Somebody is always going to hate on you just for being your glorious you. They you that took you forever to feel confidence with somebody else is waiting on the side lines to steal her away. Everybody says to be weary and careful and not to blow out another’s shine but if you are like me and bad things keep happening you tend to keep all the bad men away.
They come in all shape and sizes and hide behind smiles and laughter and are even the master of shedding a tear. I didn’t like the friends that just show up to feed off your carcass loading up on stories to tell the masses because they will use your demise to feed their flame. My husband keeps telling me to go make friends and go meet people but I just glare out him with my side eye. Why do I need to get to know so many people content on just watching me fail. I have a lot to get done in a day now all of a sudden these animals I care for are not allowed to be my friends? When did life get so confusing, I am overwhelmed. Maybe this is happening because I decided to come off my meds?
I can’t help but think about the greatest woman I have ever known. Her welcoming smile and loving embrace always had a way of making me feel I was in the right place. I hated that her last memory of me was reading about my failure as a human when I got my first DUI. Correction ONLY DUI. But still. I had my demons and they had full control of me. Everyday above ground was one where I was lucky to be alive. When you lose a piece of you at such a young age you feel that hole. Every word said to me in those moments of ending that sweet precious life inside me echo’s inside my heart. No matter how I try to fill the void that piece of me remains empty. I know that I am strong and will get through this but it has been 3 decades and losing her still isn’t easy. I feel some sort of blessing that I never got the chance to meet what could have been. I know mother’s who have lost their children and there is nothing on Earth that will fill them.

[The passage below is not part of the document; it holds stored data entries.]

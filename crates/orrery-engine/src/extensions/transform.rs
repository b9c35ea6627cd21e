// extensions/transform.rs
//
// Transform hierarchy extension: tracks parent-child relationships by EntityId.
// Kept outside Entity/Scene; games that need nesting (moons on planets,
// a station on a moon pivot) build one alongside their Scene.
//
// Usage:
//   let mut graph = TransformGraph::new();
//   graph.register_with(moon, LocalTransform::new().with_offset(Vec3::X * 10.0));
//   graph.set_parent(moon, Some(planet));
//   graph.propagate(&mut scene);  // writes world pos/rotation/scale into entities

use std::collections::HashMap;
use glam::{Quat, Vec3};
use crate::api::types::EntityId;
use crate::core::scene::Scene;

/// Local transform data for entities in a hierarchy.
#[derive(Debug, Clone, Copy, PartialEq)]
pub struct LocalTransform {
    /// Position relative to parent (or world if no parent).
    pub offset: Vec3,
    /// Rotation relative to parent.
    pub rotation: Quat,
    /// Uniform scale relative to parent; also scales the offsets of children.
    pub scale: f32,
}

impl Default for LocalTransform {
    fn default() -> Self {
        Self {
            offset: Vec3::ZERO,
            rotation: Quat::IDENTITY,
            scale: 1.0,
        }
    }
}

impl LocalTransform {
    pub fn new() -> Self {
        Self::default()
    }

    pub fn with_offset(mut self, offset: Vec3) -> Self {
        self.offset = offset;
        self
    }

    pub fn with_rotation(mut self, rotation: Quat) -> Self {
        self.rotation = rotation;
        self
    }

    pub fn with_scale(mut self, scale: f32) -> Self {
        self.scale = scale;
        self
    }
}

/// Resolved world-space transform.
#[derive(Debug, Clone, Copy, PartialEq)]
pub struct WorldTransform {
    pub pos: Vec3,
    pub rotation: Quat,
    pub scale: f32,
}

impl WorldTransform {
    pub const IDENTITY: Self = Self {
        pos: Vec3::ZERO,
        rotation: Quat::IDENTITY,
        scale: 1.0,
    };

    /// Compose a child's local transform onto this (parent) transform.
    pub fn then(&self, local: &LocalTransform) -> Self {
        Self {
            pos: self.pos + self.rotation * (local.offset * self.scale),
            rotation: (self.rotation * local.rotation).normalize(),
            scale: self.scale * local.scale,
        }
    }

    /// Map a point from this transform's local space to world space.
    pub fn apply(&self, local_point: Vec3) -> Vec3 {
        self.pos + self.rotation * (local_point * self.scale)
    }
}

#[derive(Debug, Clone, Default)]
struct TransformNode {
    parent: Option<EntityId>,
    children: Vec<EntityId>,
    local: LocalTransform,
}

/// Transform hierarchy graph. Manages parent-child relationships.
#[derive(Debug, Default)]
pub struct TransformGraph {
    nodes: HashMap<EntityId, TransformNode>,
    /// Entities with no parent, in registration order.
    roots: Vec<EntityId>,
    /// Set when hierarchy or locals change, cleared after propagate.
    dirty: bool,
}

impl TransformGraph {
    pub fn new() -> Self {
        Self::default()
    }

    /// Register an entity with a default local transform.
    pub fn register(&mut self, id: EntityId) {
        self.register_with(id, LocalTransform::default());
    }

    /// Register an entity with a specific local transform.
    pub fn register_with(&mut self, id: EntityId, local: LocalTransform) {
        let node = self.nodes.entry(id).or_default();
        node.local = local;
        if node.parent.is_none() && !self.roots.contains(&id) {
            self.roots.push(id);
        }
        self.dirty = true;
    }

    /// Register `child` under `parent` in one call.
    pub fn attach(&mut self, child: EntityId, parent: EntityId, local: LocalTransform) {
        self.register_with(child, local);
        self.set_parent(child, Some(parent));
    }

    /// Set the parent of an entity. Pass `None` to make it a root.
    /// Refuses links that would create a cycle.
    pub fn set_parent(&mut self, child: EntityId, parent: Option<EntityId>) {
        if let Some(p) = parent {
            if p == child || self.ancestors(p).contains(&child) {
                log::warn!("transform graph: refusing cycle {:?} -> {:?}", child, p);
                return;
            }
            self.nodes.entry(p).or_default();
            if self.nodes.get(&p).is_some_and(|n| n.parent.is_none()) && !self.roots.contains(&p) {
                self.roots.push(p);
            }
        }
        self.nodes.entry(child).or_default();

        if let Some(old_parent) = self.nodes.get(&child).and_then(|n| n.parent) {
            if let Some(old_node) = self.nodes.get_mut(&old_parent) {
                old_node.children.retain(|&c| c != child);
            }
        }

        if let Some(node) = self.nodes.get_mut(&child) {
            node.parent = parent;
        }

        match parent {
            Some(p) => {
                if let Some(parent_node) = self.nodes.get_mut(&p) {
                    if !parent_node.children.contains(&child) {
                        parent_node.children.push(child);
                    }
                }
                self.roots.retain(|&r| r != child);
            }
            None => {
                if !self.roots.contains(&child) {
                    self.roots.push(child);
                }
            }
        }

        self.dirty = true;
    }

    pub fn get_local_mut(&mut self, id: EntityId) -> Option<&mut LocalTransform> {
        self.dirty = true;
        self.nodes.get_mut(&id).map(|n| &mut n.local)
    }

    pub fn get_parent(&self, id: EntityId) -> Option<EntityId> {
        self.nodes.get(&id).and_then(|n| n.parent)
    }

    pub fn get_children(&self, id: EntityId) -> Option<&[EntityId]> {
        self.nodes.get(&id).map(|n| n.children.as_slice())
    }

    /// Parent, grandparent, ... up to the root. Excludes `id` itself.
    pub fn ancestors(&self, id: EntityId) -> Vec<EntityId> {
        let mut chain = Vec::new();
        let mut cursor = self.get_parent(id);
        while let Some(p) = cursor {
            if chain.contains(&p) {
                break;
            }
            chain.push(p);
            cursor = self.get_parent(p);
        }
        chain
    }

    /// World transform of `id`, computed from locals without touching the scene.
    pub fn world_transform(&self, id: EntityId) -> Option<WorldTransform> {
        let node = self.nodes.get(&id)?;
        let parent_world = match node.parent {
            Some(p) => self.world_transform(p)?,
            None => WorldTransform::IDENTITY,
        };
        Some(parent_world.then(&node.local))
    }

    /// Remove an entity from the hierarchy. Children become roots.
    pub fn remove(&mut self, id: EntityId) {
        if let Some(node) = self.nodes.remove(&id) {
            if let Some(parent) = node.parent {
                if let Some(parent_node) = self.nodes.get_mut(&parent) {
                    parent_node.children.retain(|&c| c != id);
                }
            }
            for child in node.children {
                if let Some(child_node) = self.nodes.get_mut(&child) {
                    child_node.parent = None;
                }
                if !self.roots.contains(&child) {
                    self.roots.push(child);
                }
            }
            self.roots.retain(|&r| r != id);
        }
        self.dirty = true;
    }

    /// Propagate transforms from roots down through the hierarchy,
    /// writing world pos/rotation/scale into scene entities.
    pub fn propagate(&mut self, scene: &mut Scene) {
        if !self.dirty {
            return;
        }
        for &root in &self.roots {
            self.propagate_recursive(root, WorldTransform::IDENTITY, scene);
        }
        self.dirty = false;
    }

    fn propagate_recursive(&self, id: EntityId, parent: WorldTransform, scene: &mut Scene) {
        let Some(node) = self.nodes.get(&id) else { return };
        let world = parent.then(&node.local);

        if let Some(entity) = scene.get_mut(id) {
            entity.pos = world.pos;
            entity.rotation = world.rotation;
            entity.scale = world.scale;
        }

        for &child in &node.children {
            self.propagate_recursive(child, world, scene);
        }
    }

    pub fn is_dirty(&self) -> bool {
        self.dirty
    }

    pub fn len(&self) -> usize {
        self.nodes.len()
    }

    pub fn is_empty(&self) -> bool {
        self.nodes.is_empty()
    }

    pub fn clear(&mut self) {
        self.nodes.clear();
        self.roots.clear();
        self.dirty = false;
    }
}

#[cfg(test)]
mod tests {
    use super::*;
    use crate::components::entity::Entity;
    use std::f32::consts::FRAC_PI_2;

    fn close(a: Vec3, b: Vec3) -> bool {
        (a - b).length() < 1e-4
    }

    #[test]
    fn parent_child_relationship() {
        let mut graph = TransformGraph::new();
        let parent = EntityId(1);
        let child = EntityId(2);

        graph.register(parent);
        graph.register(child);
        graph.set_parent(child, Some(parent));

        assert_eq!(graph.get_parent(child), Some(parent));
        assert_eq!(graph.get_children(parent), Some([child].as_slice()));
        assert_eq!(graph.ancestors(child), vec![parent]);
    }

    #[test]
    fn child_follows_parent_rotation_and_scale() {
        let mut graph = TransformGraph::new();
        let mut scene = Scene::new();
        let planet = scene.spawn(Entity::new(EntityId(1)));
        let moon = scene.spawn(Entity::new(EntityId(2)));

        graph.register_with(
            planet,
            LocalTransform::new()
                .with_offset(Vec3::new(100.0, 0.0, 0.0))
                .with_rotation(Quat::from_rotation_y(FRAC_PI_2))
                .with_scale(2.0),
        );
        graph.attach(moon, planet, LocalTransform::new().with_offset(Vec3::new(10.0, 0.0, 0.0)));
        graph.propagate(&mut scene);

        // +X rotated a quarter turn about +Y points at -Z; doubled by parent scale.
        let moon_pos = scene.get(moon).unwrap().pos;
        assert!(close(moon_pos, Vec3::new(100.0, 0.0, -20.0)), "{moon_pos:?}");
        assert_eq!(scene.get(moon).unwrap().scale, 2.0);
        assert!(close(graph.world_transform(moon).unwrap().pos, moon_pos));
    }

    #[test]
    fn propagate_skips_when_clean() {
        let mut graph = TransformGraph::new();
        let mut scene = Scene::new();
        let id = scene.spawn(Entity::new(EntityId(1)));
        graph.register_with(id, LocalTransform::new().with_offset(Vec3::X));
        graph.propagate(&mut scene);
        assert!(!graph.is_dirty());

        scene.get_mut(id).unwrap().pos = Vec3::ZERO;
        graph.propagate(&mut scene);
        assert_eq!(scene.get(id).unwrap().pos, Vec3::ZERO);

        graph.get_local_mut(id).unwrap().offset = Vec3::Y;
        graph.propagate(&mut scene);
        assert_eq!(scene.get(id).unwrap().pos, Vec3::Y);
    }

    #[test]
    fn refuses_cycles() {
        let mut graph = TransformGraph::new();
        let a = EntityId(1);
        let b = EntityId(2);
        graph.register(a);
        graph.attach(b, a, LocalTransform::default());
        graph.set_parent(a, Some(b));
        assert_eq!(graph.get_parent(a), None);
        graph.set_parent(a, Some(a));
        assert_eq!(graph.get_parent(a), None);
    }

    #[test]
    fn remove_orphans_children() {
        let mut graph = TransformGraph::new();
        let parent = EntityId(1);
        let child = EntityId(2);

        graph.register(parent);
        graph.attach(child, parent, LocalTransform::default());
        graph.remove(parent);

        assert_eq!(graph.get_parent(child), None);
        assert!(graph.roots.contains(&child));
    }
}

All we have is love and compassion for each other but something stops us dead in our tracks. I want to believe that there is good left in someone but then I see all the little ways that others are still trying to defeat me. All I have is common sense and a wayward eye. Once you stepped over onto the other side what others have to say doesn’t change you. The biggest turn off when it comes to another being is the way that they lie. I don’t speak anymore because there is no why my thoughts can be stolen. My thoughts I meticulously record because I know that shark infested waters always seem to stay that way. They may rest for a moment or two but they will always come to feed once the waters run red.
It like the book, “A Knock on the Door.” Talk to anybody who was growing up in the 50’s and 60’s and their stories are pretty much the same. It is the Inidigenous fault for having too many children that they couldn’t take care of and the government was doing them a favour by taking them away. I kid you not this is a common thought in our aging demographic. This is what they were made to believe. Yes of course they lived poor and in filth because that is how reserves were designed. There is actual government documentation stating that residential school were put into place to “kill the Indian” right out of them. That is not even the most alarming part of it all. Whenever it was brought to light that there was a sex offender in the schools mist they were told to flee to another province. School were set on fire because the children were tired of the abuse. There is NO WAY on this CEMENT COVERED EARTH that more people should be held responsible. There are documents. It is well known. Why is human decency such a weird thing?
Whoa whoa Ruby why such an extreme? Children like animals are the ONLY innocent being. If adults act like heathens it is because we made them that way. Billions of war equipment was left to terrorists maybe that should be ALL the reasons why. I can’t comprehend or even wrap my head around what is happening. That is why I have to stay high in the clouds now because what we have all feared and wrote about is actually just happening. We allowed all the demons to empower themselves. Trudeau, Biden and who knows who else is about to Purge this nation and take us all out. What is happening with making this vaccine a real mandatory thing? We have lost all rights of civility and I may just lose my mind over thinking.
So before I go let’s dissect these thoughts with a philosophical brain. I don’t need too many friends persay, my Grandmother lived on a farm and she was glorious. Yes maybe my life partner needs to change but all in good time. I will keep on working on me until then let’s move on to the next point of this thought stream. I am going off my prescriptions and there is not a damn thing anybody can do. With side effects of taking ones beauty F off!! I see what time it is, game over. Nevermind. Get the F out of here. The real history of Canada seriously needs to come into light. I will not buy into this colonized way of life anymore no thank you not for me. I just want to live a good life filled with kindness and respect and if the Universe can throw in some true love who would I be to complain?